In the pixel MOS transistor 9, as shown in FIG. 2, light passed through the annular gate electrode 6 produces electrons-holes, and holes h are accumulated in the p-type semiconductor well region 4 formed under the annular gate electrode 6 as signal charges. When the pixel MOS transistor 9 is turned on on application of high voltage to the annular gate electrode 6 through the vertical scanning line 12, a drain current I.sub.d is flowed to the surface channel and this drain current I.sub.d is changed by the signal charge h so that this drain current I.sub.d is outputted through the signal line 11 and the changed amount is developed as the signal output.
In the above-mentioned amplifying type solid-state imaging device 1, only the n-type source region 7 and the n-type drain region 8 are formed on the p-type semiconductor well region 4 as shown in FIGS. 3 and 4 which are a fragmentary plan view and a fragmentary cross-sectional view of the pixel MOS transistor 9.
As shown in a potential diagram of FIG. 5 which illustrates a simulated result of potential obtained in the charge accumulated state of the pixel MOS transistor, a potential barrier at the drain portion serving as a channel-stopper region is not formed at all except the surface of the drain region.

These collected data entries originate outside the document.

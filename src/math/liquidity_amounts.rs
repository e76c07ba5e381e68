// Concentrated-liquidity sizing and its inverse
// ---------------------------------------------
// All square-root prices are Q64.96. Intermediates stay in BigInt; rounding
// matches the pool (mint rounds amounts up, burn and quotes round down).

use ethers::types::U256;
use num_bigint::BigInt;
use num_traits::{One, Zero};

use crate::error::Result;
use crate::math::fixed_point::{from_big, to_big, to_u128};

#[inline]
fn q96() -> BigInt {
    BigInt::one() << 96
}

#[inline]
fn ceil_div(a: &BigInt, b: &BigInt) -> BigInt {
    // assumes a>=0, b>0
    if a.is_zero() {
        return BigInt::zero();
    }
    (a + (b - BigInt::one())) / b
}

#[inline]
fn sorted(a: &BigInt, b: &BigInt) -> (BigInt, BigInt) {
    if a < b {
        (a.clone(), b.clone())
    } else {
        (b.clone(), a.clone())
    }
}

/// amount0 = L * (sb - sa) * Q96 / (sb * sa)
///
/// round_up: ceil( ceil( (L << 96) * (sb - sa) / sb ) / sa )
/// else:     floor( floor( (L << 96) * (sb - sa) / sb ) / sa )
pub fn amount0_delta(sqrt_a: &BigInt, sqrt_b: &BigInt, liquidity: &BigInt, round_up: bool) -> BigInt {
    if liquidity.is_zero() {
        return BigInt::zero();
    }
    let (sa, sb) = sorted(sqrt_a, sqrt_b);
    if sa.is_zero() || sa == sb {
        return BigInt::zero();
    }

    let numerator1 = liquidity << 96;
    let numerator2 = &sb - &sa;

    if round_up {
        let t = ceil_div(&(&numerator1 * &numerator2), &sb);
        ceil_div(&t, &sa)
    } else {
        ((&numerator1 * &numerator2) / &sb) / &sa
    }
}

/// amount1 = L * (sb - sa) / Q96
pub fn amount1_delta(sqrt_a: &BigInt, sqrt_b: &BigInt, liquidity: &BigInt, round_up: bool) -> BigInt {
    if liquidity.is_zero() {
        return BigInt::zero();
    }
    let (sa, sb) = sorted(sqrt_a, sqrt_b);
    if sa == sb {
        return BigInt::zero();
    }

    let num = liquidity * (sb - sa);
    if round_up {
        ceil_div(&num, &q96())
    } else {
        num / q96()
    }
}

/// L0 = amount0 * (sa * sb / Q96) / (sb - sa)
pub fn liquidity_for_amount0(sqrt_a: &BigInt, sqrt_b: &BigInt, amount0: &BigInt) -> BigInt {
    let (sa, sb) = sorted(sqrt_a, sqrt_b);
    if sa == sb {
        return BigInt::zero();
    }
    let intermediate = (&sa * &sb) / q96();
    (amount0 * intermediate) / (sb - sa)
}

/// L1 = amount1 * Q96 / (sb - sa)
pub fn liquidity_for_amount1(sqrt_a: &BigInt, sqrt_b: &BigInt, amount1: &BigInt) -> BigInt {
    let (sa, sb) = sorted(sqrt_a, sqrt_b);
    if sa == sb {
        return BigInt::zero();
    }
    (amount1 * q96()) / (sb - sa)
}

/// Largest liquidity the budget can back over `[sqrt_a, sqrt_b]` at the current price.
///
/// Below the range only token0 counts, above it only token1; inside it the
/// scarcer side limits.
pub fn liquidity_for_amounts(
    sqrt_price: U256,
    sqrt_a: U256,
    sqrt_b: U256,
    amount0: U256,
    amount1: U256,
) -> Result<u128> {
    let (sa, sb) = sorted(&to_big(sqrt_a), &to_big(sqrt_b));
    let sp = to_big(sqrt_price);
    let a0 = to_big(amount0);
    let a1 = to_big(amount1);

    let liquidity = if sp <= sa {
        liquidity_for_amount0(&sa, &sb, &a0)
    } else if sp < sb {
        let l0 = liquidity_for_amount0(&sp, &sb, &a0);
        let l1 = liquidity_for_amount1(&sa, &sp, &a1);
        if l0 < l1 {
            l0
        } else {
            l1
        }
    } else {
        liquidity_for_amount1(&sa, &sb, &a1)
    };
    to_u128(&liquidity)
}

/// Token amounts backing `liquidity` at the current price, rounded down.
pub fn amounts_for_liquidity(
    sqrt_price: U256,
    sqrt_a: U256,
    sqrt_b: U256,
    liquidity: u128,
) -> Result<(U256, U256)> {
    amounts_for_liquidity_rounding(sqrt_price, sqrt_a, sqrt_b, liquidity, false)
}

/// Same split as [`amounts_for_liquidity`] with explicit rounding direction.
pub fn amounts_for_liquidity_rounding(
    sqrt_price: U256,
    sqrt_a: U256,
    sqrt_b: U256,
    liquidity: u128,
    round_up: bool,
) -> Result<(U256, U256)> {
    let (sa, sb) = sorted(&to_big(sqrt_a), &to_big(sqrt_b));
    let sp = to_big(sqrt_price);
    let l = BigInt::from(liquidity);

    let (amount0, amount1) = if sp <= sa {
        (amount0_delta(&sa, &sb, &l, round_up), BigInt::zero())
    } else if sp < sb {
        (
            amount0_delta(&sp, &sb, &l, round_up),
            amount1_delta(&sa, &sp, &l, round_up),
        )
    } else {
        (BigInt::zero(), amount1_delta(&sa, &sb, &l, round_up))
    };
    Ok((from_big(&amount0)?, from_big(&amount1)?))
}

/// Token0 needed to fill `liquidity` across the whole range (price at or below `sqrt_a`).
pub fn amount0_for_liquidity(sqrt_a: U256, sqrt_b: U256, liquidity: u128) -> Result<U256> {
    from_big(&amount0_delta(&to_big(sqrt_a), &to_big(sqrt_b), &BigInt::from(liquidity), false))
}

/// Token1 needed to fill `liquidity` across the whole range (price at or above `sqrt_b`).
pub fn amount1_for_liquidity(sqrt_a: U256, sqrt_b: U256, liquidity: u128) -> Result<U256> {
    from_big(&amount1_delta(&to_big(sqrt_a), &to_big(sqrt_b), &BigInt::from(liquidity), false))
}

#[cfg(test)]
mod tests {
    use super::*;
    use crate::math::tick_math::sqrt_ratio_at_tick;

    fn sqrt(tick: i32) -> U256 {
        sqrt_ratio_at_tick(tick).expect("in range")
    }

    fn tokens(n: u64) -> U256 {
        U256::exp10(18) * n
    }

    #[test]
    fn below_range_uses_only_token0() {
        let l = liquidity_for_amounts(sqrt(-120), sqrt(0), sqrt(600), tokens(100), tokens(100)).expect("fits");
        assert!(l > 0);
        let (a0, a1) = amounts_for_liquidity(sqrt(-120), sqrt(0), sqrt(600), l).expect("fits");
        assert!(a0 <= tokens(100));
        assert!(tokens(100) - a0 < U256::from(1_000_000u64));
        assert!(a1.is_zero());
    }

    #[test]
    fn above_range_uses_only_token1() {
        let l = liquidity_for_amounts(sqrt(900), sqrt(0), sqrt(600), U256::zero(), tokens(50)).expect("fits");
        let (a0, a1) = amounts_for_liquidity(sqrt(900), sqrt(0), sqrt(600), l).expect("fits");
        assert!(a0.is_zero());
        assert!(a1 <= tokens(50) && tokens(50) - a1 < U256::from(1_000_000u64));
    }

    #[test]
    fn straddling_range_is_limited_by_scarcer_side() {
        let plenty = tokens(1_000_000);
        let l_token1_limited = liquidity_for_amounts(sqrt(0), sqrt(-600), sqrt(600), plenty, tokens(10)).expect("fits");
        let l_token0_limited = liquidity_for_amounts(sqrt(0), sqrt(-600), sqrt(600), tokens(10), plenty).expect("fits");
        let (a0, a1) = amounts_for_liquidity(sqrt(0), sqrt(-600), sqrt(600), l_token1_limited).expect("fits");
        assert!(a1 <= tokens(10));
        assert!(a0 < plenty);
        let (b0, _) = amounts_for_liquidity(sqrt(0), sqrt(-600), sqrt(600), l_token0_limited).expect("fits");
        assert!(b0 <= tokens(10));
    }

    #[test]
    fn empty_budget_gives_zero_liquidity() {
        let l = liquidity_for_amounts(sqrt(0), sqrt(60), sqrt(120), U256::zero(), tokens(5)).expect("fits");
        assert_eq!(l, 0);
    }

    #[test]
    fn round_up_never_below_round_down() {
        let sa = BigInt::from(sqrt(-60).as_u128());
        let sb = BigInt::from(sqrt(60).as_u128());
        let l = BigInt::from(123_456_789_012_345u128);
        assert!(amount0_delta(&sa, &sb, &l, true) >= amount0_delta(&sa, &sb, &l, false));
        assert!(amount1_delta(&sa, &sb, &l, true) >= amount1_delta(&sa, &sb, &l, false));
        assert!(amount1_delta(&sa, &sb, &l, true) - amount1_delta(&sa, &sb, &l, false) <= BigInt::one());
    }

    #[test]
    fn minted_amounts_fit_the_budget_that_sized_them() {
        let budget0 = tokens(7) + U256::from(3u8);
        let budget1 = tokens(3) + U256::from(11u8);
        let l = liquidity_for_amounts(sqrt(30), sqrt(-540), sqrt(600), budget0, budget1).expect("fits");
        let (a0, a1) = amounts_for_liquidity_rounding(sqrt(30), sqrt(-540), sqrt(600), l, true).expect("fits");
        assert!(a0 <= budget0);
        assert!(a1 <= budget1);
    }

    #[test]
    fn whole_range_amounts_match_directional_helpers() {
        let l = 5_000_000_000_000_000_000u128;
        let (a0, _) = amounts_for_liquidity(sqrt(-600), sqrt(-600), sqrt(600), l).expect("fits");
        assert_eq!(a0, amount0_for_liquidity(sqrt(-600), sqrt(600), l).expect("fits"));
        let (_, a1) = amounts_for_liquidity(sqrt(600), sqrt(-600), sqrt(600), l).expect("fits");
        assert_eq!(a1, amount1_for_liquidity(sqrt(-600), sqrt(600), l).expect("fits"));
    }
}
impl Pool for SimulatedPool {
    fn address(&self) -> Address {
        self.address
    }

    fn current_price(&self) -> U256 {
        from_big(&self.sqrt_price).unwrap_or_default()
    }

    fn current_tick(&self) -> i32 {
        self.tick
    }

    fn tick_spacing(&self) -> i32 {
        self.tick_spacing
    }

    fn fee_growth_global(&self) -> (U256, U256) {
        (self.fee_growth_global0, self.fee_growth_global1)
    }

    fn tick_info(&self, tick: i32) -> TickSnapshot {
        self.ticks.get(&tick).cloned().unwrap_or_default()
    }

    fn position_liquidity(&self, owner: Address, lower_tick: i32, upper_tick: i32) -> PositionSnapshot {
        self.positions
            .get(&(owner, lower_tick, upper_tick))
            .cloned()
            .unwrap_or_default()
    }

    fn mint(
        &mut self,
        owner: Address,
        lower_tick: i32,
        upper_tick: i32,
        liquidity: u128,
        aux_data: &[u8],
    ) -> Result<(U256, U256)> {
        self.check_ticks(lower_tick, upper_tick)?;
        if liquidity == 0 {
            return Err(pool_err("mint of zero liquidity"));
        }
        if liquidity > i128::MAX as u128 {
            return Err(EngineError::MathOverflow("mint liquidity"));
        }
        if !aux_data.is_empty() && aux_data != owner.as_bytes() {
            return Err(pool_err("mint callback data does not name the owner"));
        }

        self.modify_position(owner, lower_tick, upper_tick, liquidity as i128)?;
        let (amount0, amount1) = self.amounts_for(lower_tick, upper_tick, liquidity, true)?;
        self.reserve0 = self.reserve0.saturating_add(amount0);
        self.reserve1 = self.reserve1.saturating_add(amount1);
        Ok((amount0, amount1))
    }

    fn burn(&mut self, owner: Address, lower_tick: i32, upper_tick: i32, liquidity: u128) -> Result<(U256, U256)> {
        self.check_ticks(lower_tick, upper_tick)?;
        if liquidity > i128::MAX as u128 {
            return Err(EngineError::MathOverflow("burn liquidity"));
        }
        self.modify_position(owner, lower_tick, upper_tick, -(liquidity as i128))?;
        let (amount0, amount1) = self.amounts_for(lower_tick, upper_tick, liquidity, false)?;
        if let Some(position) = self.positions.get_mut(&(owner, lower_tick, upper_tick)) {
            position.tokens_owed0 = position.tokens_owed0.saturating_add(amount0);
            position.tokens_owed1 = position.tokens_owed1.saturating_add(amount1);
        }
        Ok((amount0, amount1))
    }

    fn collect(
        &mut self,
        owner: Address,
        lower_tick: i32,
        upper_tick: i32,
        max0: U256,
        max1: U256,
    ) -> Result<(U256, U256)> {
        let Some(position) = self.positions.get_mut(&(owner, lower_tick, upper_tick)) else {
            return Ok((U256::zero(), U256::zero()));
        };
        let amount0 = position.tokens_owed0.min(max0);
        let amount1 = position.tokens_owed1.min(max1);
        position.tokens_owed0 -= amount0;
        position.tokens_owed1 -= amount1;

        self.reserve0 = self
            .reserve0
            .checked_sub(amount0)
            .ok_or_else(|| pool_err("collect exceeds token0 reserve"))?;
        self.reserve1 = self
            .reserve1
            .checked_sub(amount1)
            .ok_or_else(|| pool_err("collect exceeds token1 reserve"))?;
        Ok((amount0, amount1))
    }

    fn observe(&self, seconds_agos: &[u32]) -> Result<Vec<i64>> {
        seconds_agos.iter().map(|s| self.observe_single(*s)).collect()
    }
}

Moreover, a potential barrier of the overflow-barrier region 3 is at about a diffusion potential and is not formed substantially.
As a result, a blooming in which accumulated signal charges are leaked to adjacent pixel MOS transistor side tends to occur, and hence an amount of signal charges accumulated in the pixels is not sufficient for the amplifying type solid-state imaging device.